3. In testing a new drug, researchers found that 10% of all patients using it will have a mild side effect. A random sample of 14 patients using the drug is selected. Find the probability that:
(A) exactly two will have this mild side effect
(B) at least three will have this mild side effect.
I got this for (A):
= 14!/(14-2)!2! (0.10)²(0.90)14-2^2
= 14*13*12!/12!2*1(0.10)²(0.90)12^2
= 14*13/2*1(0.01)(0.28)
= 182/2(0.01)(0.28)
= 91(0.01)(0.28) = 0.25 or 25%
But i'm not sure how to do (B)
PLZZZZZ HELP!!!
A looks OK!
For B, use the same process. Since the problem says "at least 3" you will have to determine P(0), P(1), P(2). You already have P(2) from part A. Add P(0), P(1), and P(2) together. Then subtract that value from 1 for your probability.
I hope this helps.
SPAMA GUY!!! LOLOLATRA HAIL BIN LADIN!
To calculate the probability that at least three patients will have the mild side effect, you'll need to consider all the possible scenarios where three or more patients experience the side effect.

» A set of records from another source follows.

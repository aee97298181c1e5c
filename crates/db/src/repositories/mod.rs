//! Repository layer.
//!
//! Each repository is a zero-sized struct providing async methods
//! that accept `&PgPool` as the first argument.

pub mod stock_lot_repo;

pub use stock_lot_repo::StockLotRepo;
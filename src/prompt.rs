//! System instruction assembly
//!
//! The model is steered entirely through a per-turn system instruction:
//! calculator rules, the verified financial data as JSON, and context
//! sections derived from the conversation state. Everything here is pure
//! string building over already-validated inputs.

use crate::context::state::RetirementContext;
use crate::context::{ConversationState, TopicList};
use crate::error::Result;
use crate::models::FinancialSnapshot;

const CALCULATOR_RULES: &str = "You are a precise financial calculator that:
1. ONLY uses the provided financialParameters - NEVER invent or assume numbers
2. For mortgage questions, ALWAYS use the mortgageParameters values provided
3. For tax questions, ALWAYS use the taxParameters values provided
4. Shows exact mathematical calculations step-by-step using the provided data
5. Clearly states \"I need more information about X\" if any required data is missing
6. Each response must reference specific numbers from financialParameters
7. Uses bullet points for calculations and multi-step answers
8. Only gives financial advice based on actual numbers in financialParameters
9. For mortgage calculations, always consider:
   - Monthly income and debt-to-income ratio
   - Property taxes and insurance
   - HOA fees
   - New mortgage interest rates
   - Minimum down payment requirements
10. For tax calculations, always consider:
   - Available deductions and credits
   - Tax brackets and progressive rates
   - Retirement contribution benefits
   - Potential tax optimization strategies
11. For retirement calculations, always consider:
   - Current age vs target retirement age
   - Years until retirement
   - Current retirement savings
   - Monthly contributions
   - Target retirement income
   - Withdrawal strategies and expected return rates
12. If asked in Turkish, respond in Turkish. Otherwise respond in English.";

const CONTINUITY_RULES: &str = "CRITICAL CONVERSATION INSTRUCTIONS:
1. Maintain perfect conversation continuity - if the user says \"yes\" or gives a short confirmation, ALWAYS continue with the calculation or analysis you were previously discussing
2. If you previously asked a question, and the user gives a short reply, assume they are answering your question
3. NEVER lose track of the ongoing calculation or analysis
4. If you ask a question like \"Would you like me to calculate X?\" and the user says \"yes\", immediately perform that calculation without asking for more information
5. For ALL follow-up questions from the user, maintain the context of previous questions and answers
6. NEVER ask \"What would you like to calculate?\" when the calculation topic is already established
7. When the user uses pronouns like \"it\", \"this\", \"that\", look at recent topics and previous messages to understand the reference
8. If you're unsure about what the user is asking, reference their recent questions
9. When the user gives a short message like \"1m chf\", interpret it as a currency value of 1 million Swiss francs in the context of your previous question
10. For ANY numeric value without explicit context, look at your previous questions to understand what the user is referring to
11. If the user gives you a value without context, apply it to the most recently discussed financial topic or question";

const REMINDERS: &str = "Remember:
- NEVER make assumptions about missing data
- ONLY use numbers from financialParameters except when the user explicitly provides new values
- ALWAYS show your calculations using provided data
- Keep responses focused on the actual numbers
- MAINTAIN FULL CONVERSATION CONTEXT across multiple messages
- ALWAYS interpret short inputs in the context of your previous questions";

/// Assemble the full system instruction for one turn.
pub fn build_system_instruction(
    snapshot: &FinancialSnapshot,
    state: &ConversationState,
    topics: &TopicList,
    short_response_context: Option<&str>,
    is_value_response: bool,
) -> Result<String> {
    let conversation_context = format!(
        "CONVERSATION CONTEXT:\n{}\n{}\n{}",
        state_context(state, is_value_response),
        topics_context(topics),
        short_response_context.unwrap_or(""),
    );

    Ok(format!(
        "{}\n\n{}\n\n{}\n\n{}\n{}",
        CALCULATOR_RULES,
        conversation_context,
        CONTINUITY_RULES,
        REMINDERS,
        financial_context(snapshot, &state.retirement)?,
    ))
}

/// The verified financial data block: JSON dump plus the mortgage, tax
/// and retirement summaries.
fn financial_context(
    snapshot: &FinancialSnapshot,
    retirement: &RetirementContext,
) -> Result<String> {
    let json = serde_json::to_string_pretty(snapshot)?;
    Ok(format!(
        "Use ONLY this verified financial data for your calculations:\n{}\n\n{}\n\n{}\n\n{}",
        json,
        mortgage_context(snapshot),
        tax_context(snapshot),
        retirement_context(snapshot, retirement),
    ))
}

fn mortgage_context(snapshot: &FinancialSnapshot) -> String {
    match &snapshot.mortgage_parameters {
        Some(params) => format!(
            "For mortgage calculations, use these exact parameters:\n\
             - Maximum debt-to-income ratio: {}\n\
             - Property tax rate: {}\n\
             - Property insurance rate: {}\n\
             - Monthly HOA fees: CHF {}\n\
             - New mortgage interest rate: {}\n\
             - Mortgage term: {} years\n\
             - Other monthly debt obligations: CHF {}\n\
             - Required minimum down payment: {}%\n\
             - Monthly income: CHF {}",
            params.max_debt_to_income_ratio,
            params.property_tax_rate,
            params.property_insurance_rate,
            params.hoa_fees,
            params.new_mortgage_interest_rate,
            params.mortgage_term_years,
            params.other_monthly_debt_obligations,
            params.down_payment_minimum_percentage * 100.0,
            snapshot.total_monthly_income,
        ),
        None => "No mortgage parameters available for calculations.".to_string(),
    }
}

fn tax_context(snapshot: &FinancialSnapshot) -> String {
    let params = match &snapshot.tax_parameters {
        Some(params) => params,
        None => return "No detailed tax parameters available for calculations.".to_string(),
    };

    let deductions = params
        .available_deductions
        .iter()
        .map(|d| format!("{}: CHF {}", d.name, d.amount))
        .collect::<Vec<_>>()
        .join(", ");

    let brackets = params
        .tax_brackets
        .iter()
        .map(|b| {
            let max = if b.max.is_finite() {
                format!("{}", b.max)
            } else {
                "Infinity".to_string()
            };
            format!("{}-{}: {}%", b.min, max, b.rate * 100.0)
        })
        .collect::<Vec<_>>()
        .join(", ");

    let credits = params
        .potential_credits
        .iter()
        .map(|c| format!("{}: CHF {}", c.name, c.amount))
        .collect::<Vec<_>>()
        .join(", ");

    format!(
        "For tax calculations, use these exact parameters:\n\
         - Current tax rate: {}%\n\
         - Annual income: CHF {}\n\
         - Available tax deductions: {}\n\
         - Tax brackets: {}\n\
         - Previous tax paid: {}\n\
         - Potential tax credits: {}\n\
         - Retirement contributions: Pillar 2: CHF {}, Pillar 3a: CHF {}",
        snapshot.tax_rate * 100.0,
        snapshot.total_monthly_income * 12.0,
        deductions,
        brackets,
        params.previous_tax_paid,
        credits,
        snapshot.retirement_contributions.monthly * 12.0,
        params.pillar3a_contribution.unwrap_or(0.0),
    )
}

fn retirement_context(snapshot: &FinancialSnapshot, retirement: &RetirementContext) -> String {
    if retirement.is_empty() {
        return String::new();
    }

    let mut out = String::from("RETIREMENT PLANNING CONTEXT:");

    if let Some(age) = retirement.current_age {
        out.push_str(&format!("\n- Current age: {} years", age));
    }
    if let Some(target) = retirement.target_retirement_age {
        out.push_str(&format!("\n- Target retirement age: {} years", target));
    }
    if let Some(timeframe) = retirement.years_until_retirement {
        out.push_str(&format!("\n- Years until retirement: {} years", timeframe));
    }
    if let Some(income) = retirement.target_annual_income {
        out.push_str(&format!("\n- Target retirement income: CHF {} per year", income));
    }

    out.push_str(&format!(
        "\n- Current retirement savings: CHF {}",
        snapshot.retirement_contributions.current_balance
    ));
    out.push_str(&format!(
        "\n- Monthly retirement contributions: CHF {}",
        snapshot.retirement_contributions.monthly
    ));
    out.push_str(&format!("\n- Monthly income: CHF {}", snapshot.total_monthly_income));
    out.push_str(&format!("\n- Monthly expenses: CHF {}", snapshot.monthly_expenses));
    out.push_str(&format!(
        "\n- Monthly savings rate: {}%",
        snapshot.monthly_savings_rate * 100.0
    ));

    out
}

fn state_context(state: &ConversationState, is_value_response: bool) -> String {
    let active = match &state.active_topic {
        Some(active) => active,
        None => return String::new(),
    };

    let mut out = format!("The user is currently interested in: {}.", active);

    if !state.calculation_context.is_empty() {
        // BTreeMap-like stable output for a HashMap
        let mut pairs: Vec<_> = state.calculation_context.iter().collect();
        pairs.sort();
        let values = pairs
            .iter()
            .map(|(k, v)| format!("\"{}\":\"{}\"", k, v))
            .collect::<Vec<_>>()
            .join(",");
        out.push_str(&format!(" Relevant values for this calculation: {{{}}}.", values));
    }
    if let Some(property) = &state.last_property_discussed {
        out.push_str(&format!(" The user mentioned a property value of {}.", property));
    }
    if let Some(income) = state.last_income_discussed {
        out.push_str(&format!(" The user mentioned an income of CHF {}.", income));
    }
    if is_value_response {
        if let Some(value) = &state.last_value_mentioned {
            out.push_str(&format!(
                " The user just provided a value of {} in response to your question.",
                value
            ));
        }
    }

    out
}

fn topics_context(topics: &TopicList) -> String {
    if topics.is_empty() {
        return String::new();
    }
    format!(
        "Recent topics discussed: {}. If the user refers to \"it\" or uses other pronouns, assume they're referring to one of these topics.",
        topics.summary()
    )
}
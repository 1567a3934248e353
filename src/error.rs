//! Error types for the financial planning assistant

use thiserror::Error;

/// Result type alias for assistant operations
pub type Result<T> = std::result::Result<T, AssistantError>;

#[derive(Error, Debug)]
pub enum AssistantError {

    // =============================
    // Model Call Errors
    // =============================

    #[error("Model transport error: {0}")]
    ModelTransport(String),

    #[error("Model API error: {0}")]
    ModelApi(String),

    #[error("Empty model response: {0}")]
    EmptyModelResponse(String),

    #[error("Model not configured: {0}")]
    ModelNotConfigured(String),

    // =============================
    // Storage Errors
    // =============================

    #[error("Database error: {0}")]
    DatabaseError(String),

    // =============================
    // External Library Conversions
    // =============================

    #[error("Serialization error: {0}")]
    SerializationError(#[from] serde_json::Error),

    #[error("HTTP client error: {0}")]
    HttpError(#[from] reqwest::Error),
}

To simplify the calculation, you can calculate the probability of the complementary event, which is the probability that two or fewer patients will have the side effect. Then, subtracting this probability from 1 will give you the desired probability.
To find the probability of two or fewer patients experiencing the side effect, you need to calculate the probabilities for each case separately and then add them together.
Let's break it down:
1. Probability of exactly zero patients having the side effect:
P(X = 0) = (0.10)^0 * (0.90)^14 = (1) * (0.90)^14
2. Probability of exactly one patient having the side effect:
P(X = 1) = C(14, 1) * (0.10)^1 * (0.90)^13
3. Probability of exactly two patients having the side effect:
P(X = 2) = C(14, 2) * (0.10)^2 * (0.90)^12
To get the value of C(n, r) (combination) where n is the total number of trials and r is the number of successful trials, you can use the formula:
C(n, r) = n! / (r!(n-r)!)
Note: In this case, n = 14.
Now that you have calculated these three probabilities, you can add them together:
P(X ≤ 2) = P(X = 0) + P(X = 1) + P(X = 2)
Finally, to find the probability of at least three patients having the mild side effect, subtract the result from 1:
P(X ≥ 3) = 1 - P(X ≤ 2)
By plugging the values into these equations and performing the calculations, you'll find the probability for part (B).